Disease loss concerns
Although interplanting increases biodiversity, properties of the individual plants can have both positive and negative effects. Some plants harbor the pathogens that damage other plants. Barberry, Berberis thunbergii, harbors the Wheat Stem Rust fungus, Puccinia graminis (USDA). Cedar trees tolerate spores causing Cedar Apple Rust, Gymnosporangium juniperi-virginianae (the cultivar Delicious Apples are immune), YODER AND BIGGS, 2008, West Virginia University.
In an agro-ecosystem design using diverse seeds in planting filed crops, the pattern the seeds are planted is important for maximum yield. Homegeneous mixing of the seed is less efficient than patchy dispersal allowing groups of plants to germinate together. Patchy patterns slow the spread of disease better than intermixed plants in close proximity. (Field Crops Research Volume 110, Issue 3, 28 February 2009, Pages 225-228)
A farmer may not have the equipment to plant seeds of differing sizes or harvest differing plants. Germination periods, phenology and the mear dynamics of planting two or several species in a field may be beyond the capacity of a farmers experience or time. Seperating the harvest may also be problematic.
Anecdotally, I heard of a farmer who planted winter wheat. In the spring the wheat did not sprout again so he planted peas (I believe). The two crops quickly grew together with mutual facilitation and flourished to the surprise of the farmer. At harvest he had two crops with little yield loss and mechanically seperated the two.
Herbicidal seeds may present a problem when mixing seed. The hybrids may cause damage to other species or be mutually destructive. Plants that take differing nutrients may deplete the soil even faster unless diligence is taken to ensure the soil fertility through one of the plants used. A nitrogen fixing plant would well be one of the participants.

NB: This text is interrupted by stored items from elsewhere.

#[cfg(test)]
mod tests {
    use super::*;
    use crate::types::NodeDesc;

    fn root_tree(w: f64, h: f64) -> (Tree, NodeId) {
        let mut tree = Tree::new();
        let root = tree.insert(None, NodeDesc::with_bounds(Rect::new(0.0, 0.0, w, h)));
        (tree, root)
    }

    #[test]
    fn dock_left_then_fill_tiles_remainder() {
        let (mut tree, root) = root_tree(200.0, 100.0);
        let a = tree.insert(
            Some((root, Slot::Logical)),
            NodeDesc::docked(Dock::Left, Size::new(50.0, 0.0)),
        );
        let b = tree.insert(
            Some((root, Slot::Logical)),
            NodeDesc::docked(Dock::Fill, Size::ZERO),
        );
        tree.layout(root, Size::new(200.0, 100.0), 1.0);
        assert_eq!(tree.screen_rect(a), Some(Rect::new(0.0, 0.0, 50.0, 100.0)));
        assert_eq!(
            tree.screen_rect(b),
            Some(Rect::new(50.0, 0.0, 200.0, 100.0))
        );
    }

    #[test]
    fn dock_right_and_bottom_tile_from_far_edges() {
        let (mut tree, root) = root_tree(200.0, 100.0);
        let right = tree.insert(
            Some((root, Slot::Logical)),
            NodeDesc::docked(Dock::Right, Size::new(40.0, 0.0)),
        );
        let bottom = tree.insert(
            Some((root, Slot::Logical)),
            NodeDesc::docked(Dock::Bottom, Size::new(0.0, 20.0)),
        );
        tree.layout(root, Size::new(200.0, 100.0), 1.0);
        assert_eq!(
            tree.screen_rect(right),
            Some(Rect::new(160.0, 0.0, 200.0, 100.0))
        );
        // The bottom bar tiles against what the right panel left over.
        assert_eq!(
            tree.screen_rect(bottom),
            Some(Rect::new(0.0, 80.0, 160.0, 100.0))
        );
    }

    #[test]
    fn dock_margins_consume_area() {
        let (mut tree, root) = root_tree(200.0, 100.0);
        let mut desc = NodeDesc::docked(Dock::Left, Size::new(50.0, 0.0));
        desc.margin = kurbo::Insets::new(5.0, 0.0, 5.0, 0.0);
        let a = tree.insert(Some((root, Slot::Logical)), desc);
        let b = tree.insert(
            Some((root, Slot::Logical)),
            NodeDesc::docked(Dock::Fill, Size::ZERO),
        );
        tree.layout(root, Size::new(200.0, 100.0), 1.0);
        assert_eq!(tree.screen_rect(a), Some(Rect::new(5.0, 0.0, 55.0, 100.0)));
        assert_eq!(
            tree.screen_rect(b),
            Some(Rect::new(60.0, 0.0, 200.0, 100.0))
        );
    }

    #[test]
    fn cosmetic_and_logical_dock_areas_are_independent() {
        let (mut tree, root) = root_tree(200.0, 100.0);
        let grip = tree.insert(
            Some((root, Slot::Cosmetic)),
            NodeDesc::docked(Dock::Left, Size::new(30.0, 0.0)),
        );
        let panel = tree.insert(
            Some((root, Slot::Logical)),
            NodeDesc::docked(Dock::Left, Size::new(50.0, 0.0)),
        );
        tree.layout(root, Size::new(200.0, 100.0), 1.0);
        // Both tile from the same content edge; neither consumes the other's
        // area.
        assert_eq!(
            tree.screen_rect(grip),
            Some(Rect::new(0.0, 0.0, 30.0, 100.0))
        );
        assert_eq!(
            tree.screen_rect(panel),
            Some(Rect::new(0.0, 0.0, 50.0, 100.0))
        );
    }

    #[test]
    fn padding_shrinks_the_content_box() {
        let (mut tree, root) = root_tree(100.0, 100.0);
        tree.set_padding(root, kurbo::Insets::uniform(10.0));
        let fill = tree.insert(
            Some((root, Slot::Logical)),
            NodeDesc::docked(Dock::Fill, Size::ZERO),
        );
        tree.layout(root, Size::new(100.0, 100.0), 1.0);
        assert_eq!(
            tree.screen_rect(fill),
            Some(Rect::new(10.0, 10.0, 90.0, 90.0))
        );
    }

    #[test]
    fn center_centers_in_the_remaining_area() {
        let (mut tree, root) = root_tree(200.0, 100.0);
        let _left = tree.insert(
            Some((root, Slot::Logical)),
            NodeDesc::docked(Dock::Left, Size::new(50.0, 0.0)),
        );
        let centered = tree.insert(
            Some((root, Slot::Logical)),
            NodeDesc::docked(Dock::Center, Size::new(20.0, 20.0)),
        );
        tree.layout(root, Size::new(200.0, 100.0), 1.0);
        assert_eq!(
            tree.screen_rect(centered),
            Some(Rect::new(115.0, 40.0, 135.0, 60.0))
        );
    }

    #[test]
    fn top_left_anchor_keeps_absolute_position() {
        let (mut tree, root) = root_tree(100.0, 100.0);
        let child = tree.insert(
            Some((root, Slot::Logical)),
            NodeDesc::with_bounds(Rect::new(10.0, 10.0, 60.0, 40.0)),
        );
        tree.layout(root, Size::new(100.0, 100.0), 1.0);
        tree.layout(root, Size::new(300.0, 200.0), 1.0);
        assert_eq!(
            tree.screen_rect(child),
            Some(Rect::new(10.0, 10.0, 60.0, 40.0))
        );
    }

    #[test]
    fn all_edges_anchored_stretches_with_parent() {
        let (mut tree, root) = root_tree(100.0, 100.0);
        let mut desc = NodeDesc::with_bounds(Rect::new(10.0, 10.0, 90.0, 90.0));
        desc.anchors = Anchors::LEFT | Anchors::TOP | Anchors::RIGHT | Anchors::BOTTOM;
        let child = tree.insert(Some((root, Slot::Logical)), desc);
        tree.layout(root, Size::new(100.0, 100.0), 1.0);
        tree.layout(root, Size::new(200.0, 150.0), 1.0);
        assert_eq!(
            tree.screen_rect(child),
            Some(Rect::new(10.0, 10.0, 190.0, 140.0))
        );
        // The ten-pixel margins hold on the way back down as well.
        tree.layout(root, Size::new(60.0, 300.0), 1.0);
        assert_eq!(
            tree.screen_rect(child),
            Some(Rect::new(10.0, 10.0, 50.0, 290.0))
        );
    }

    #[test]
    fn right_anchor_tracks_the_far_edge() {
        let (mut tree, root) = root_tree(100.0, 100.0);
        let mut desc = NodeDesc::with_bounds(Rect::new(70.0, 10.0, 90.0, 30.0));
        desc.anchors = Anchors::RIGHT | Anchors::TOP;
        let child = tree.insert(Some((root, Slot::Logical)), desc);
        tree.layout(root, Size::new(100.0, 100.0), 1.0);
        tree.layout(root, Size::new(250.0, 100.0), 1.0);
        assert_eq!(
            tree.screen_rect(child),
            Some(Rect::new(220.0, 10.0, 240.0, 30.0))
        );
    }

    #[test]
    fn anchor_capture_follows_explicit_placement() {
        let (mut tree, root) = root_tree(100.0, 100.0);
        let child = tree.insert(
            Some((root, Slot::Logical)),
            NodeDesc::with_bounds(Rect::new(10.0, 10.0, 30.0, 30.0)),
        );
        tree.layout(root, Size::new(100.0, 100.0), 1.0);
        tree.set_position(child, Point::new(40.0, 40.0));
        tree.layout(root, Size::new(100.0, 100.0), 1.0);
        assert_eq!(
            tree.screen_rect(child),
            Some(Rect::new(40.0, 40.0, 60.0, 60.0))
        );
    }

    #[test]
    fn scale_multiplies_screen_space_only() {
        let (mut tree, root) = root_tree(100.0, 100.0);
        let child = tree.insert(
            Some((root, Slot::Logical)),
            NodeDesc::with_bounds(Rect::new(10.0, 0.0, 30.0, 20.0)),
        );
        tree.layout(root, Size::new(100.0, 100.0), 2.0);
        assert_eq!(
            tree.screen_rect(child),
            Some(Rect::new(20.0, 0.0, 60.0, 40.0))
        );
        assert_eq!(tree.bounds(child), Some(Rect::new(10.0, 0.0, 30.0, 20.0)));
    }

    #[test]
    fn clip_intersects_the_parent_chain() {
        let (mut tree, root) = root_tree(100.0, 100.0);
        let child = tree.insert(
            Some((root, Slot::Logical)),
            NodeDesc::with_bounds(Rect::new(80.0, 80.0, 150.0, 150.0)),
        );
        let grandchild = tree.insert(
            Some((child, Slot::Logical)),
            NodeDesc::with_bounds(Rect::new(40.0, 40.0, 60.0, 60.0)),
        );
        tree.layout(root, Size::new(100.0, 100.0), 1.0);
        assert_eq!(
            tree.clip_rect(child),
            Some(Rect::new(80.0, 80.0, 100.0, 100.0))
        );
        // The grandchild sits past the root's edge entirely.
        assert_eq!(tree.clip_rect(grandchild), Some(Rect::ZERO));
    }

    #[test]
    fn overconsumed_dock_area_collapses_to_zero() {
        let (mut tree, root) = root_tree(200.0, 100.0);
        let _a = tree.insert(
            Some((root, Slot::Logical)),
            NodeDesc::docked(Dock::Left, Size::new(150.0, 0.0)),
        );
        let _b = tree.insert(
            Some((root, Slot::Logical)),
            NodeDesc::docked(Dock::Left, Size::new(100.0, 0.0)),
        );
        let c = tree.insert(
            Some((root, Slot::Logical)),
            NodeDesc::docked(Dock::Fill, Size::ZERO),
        );
        tree.layout(root, Size::new(200.0, 100.0), 1.0);
        assert_eq!(tree.size(c).map(|s| s.width), Some(0.0));
        assert_eq!(tree.clip_rect(c), Some(Rect::ZERO));
    }

    #[test]
    fn fill_respects_max_size() {
        let (mut tree, root) = root_tree(200.0, 100.0);
        let mut desc = NodeDesc::docked(Dock::Fill, Size::ZERO);
        desc.max_size = Size::new(80.0, 0.0);
        let child = tree.insert(Some((root, Slot::Logical)), desc);
        tree.layout(root, Size::new(200.0, 100.0), 1.0);
        assert_eq!(
            tree.screen_rect(child),
            Some(Rect::new(0.0, 0.0, 80.0, 100.0))
        );
    }

    #[test]
    fn autosize_wraps_logical_children() {
        let (mut tree, root) = root_tree(300.0, 300.0);
        let mut desc = NodeDesc::with_bounds(Rect::new(0.0, 0.0, 10.0, 10.0));
        desc.flags |= NodeFlags::CONTAINER;
        desc.auto_size = AutoSize::HORIZONTAL | AutoSize::VERTICAL;
        desc.padding = kurbo::Insets::uniform(5.0);
        let container = tree.insert(Some((root, Slot::Logical)), desc);
        let _a = tree.insert(
            Some((container, Slot::Logical)),
            NodeDesc::with_bounds(Rect::new(0.0, 0.0, 30.0, 10.0)),
        );
        let _b = tree.insert(
            Some((container, Slot::Logical)),
            NodeDesc::with_bounds(Rect::new(10.0, 0.0, 50.0, 30.0)),
        );
        tree.layout(root, Size::new(300.0, 300.0), 1.0);
        assert_eq!(tree.size(container), Some(Size::new(60.0, 40.0)));
    }

    #[test]
    fn autosize_skips_hidden_children() {
        let (mut tree, root) = root_tree(300.0, 300.0);
        let mut desc = NodeDesc::with_bounds(Rect::new(0.0, 0.0, 10.0, 10.0));
        desc.flags |= NodeFlags::CONTAINER;
        desc.auto_size = AutoSize::HORIZONTAL;
        let container = tree.insert(Some((root, Slot::Logical)), desc);
        let _shown = tree.insert(
            Some((container, Slot::Logical)),
            NodeDesc::with_bounds(Rect::new(0.0, 0.0, 30.0, 10.0)),
        );
        let hidden = tree.insert(
            Some((container, Slot::Logical)),
            NodeDesc::with_bounds(Rect::new(0.0, 0.0, 200.0, 10.0)),
        );
        tree.set_flag(hidden, NodeFlags::VISIBLE, false);
        tree.layout(root, Size::new(300.0, 300.0), 1.0);
        assert_eq!(tree.size(container).map(|s| s.width), Some(30.0));
    }

    #[test]
    fn resize_to_grows_away_from_anchored_edges() {
        let (mut tree, root) = root_tree(100.0, 100.0);
        let mut desc = NodeDesc::with_bounds(Rect::new(70.0, 10.0, 90.0, 30.0));
        desc.anchors = Anchors::RIGHT | Anchors::TOP;
        let child = tree.insert(Some((root, Slot::Logical)), desc);
        assert!(tree.resize_to(child, Size::new(30.0, 20.0)));
        assert_eq!(tree.bounds(child), Some(Rect::new(60.0, 10.0, 90.0, 30.0)));
        // The re-captured frame keeps the right edge glued through layout.
        tree.layout(root, Size::new(100.0, 100.0), 1.0);
        assert_eq!(
            tree.screen_rect(child),
            Some(Rect::new(60.0, 10.0, 90.0, 30.0))
        );
    }

    #[test]
    fn resize_to_clamps_to_limits() {
        let (mut tree, root) = root_tree(100.0, 100.0);
        let mut desc = NodeDesc::with_bounds(Rect::new(0.0, 0.0, 20.0, 20.0));
        desc.max_size = Size::new(25.0, 0.0);
        let child = tree.insert(Some((root, Slot::Logical)), desc);
        assert!(tree.resize_to(child, Size::new(500.0, 20.0)));
        assert_eq!(tree.size(child), Some(Size::new(25.0, 20.0)));
    }
}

With all these techniques, a diverse and adaptable regime helps to adjust for the changing conditions in and above the soil. Cycling Nitrogen through the soil is best when it brings the elment back into the soil and stored in reach of the plants. Nitrogen out of reach from tillage. leeching and erosion requires more to be added to the soil through additional plants, chemicals and the expensive fuel to make it happen. Cropping systems that conserve Nitrogen, conserve resources.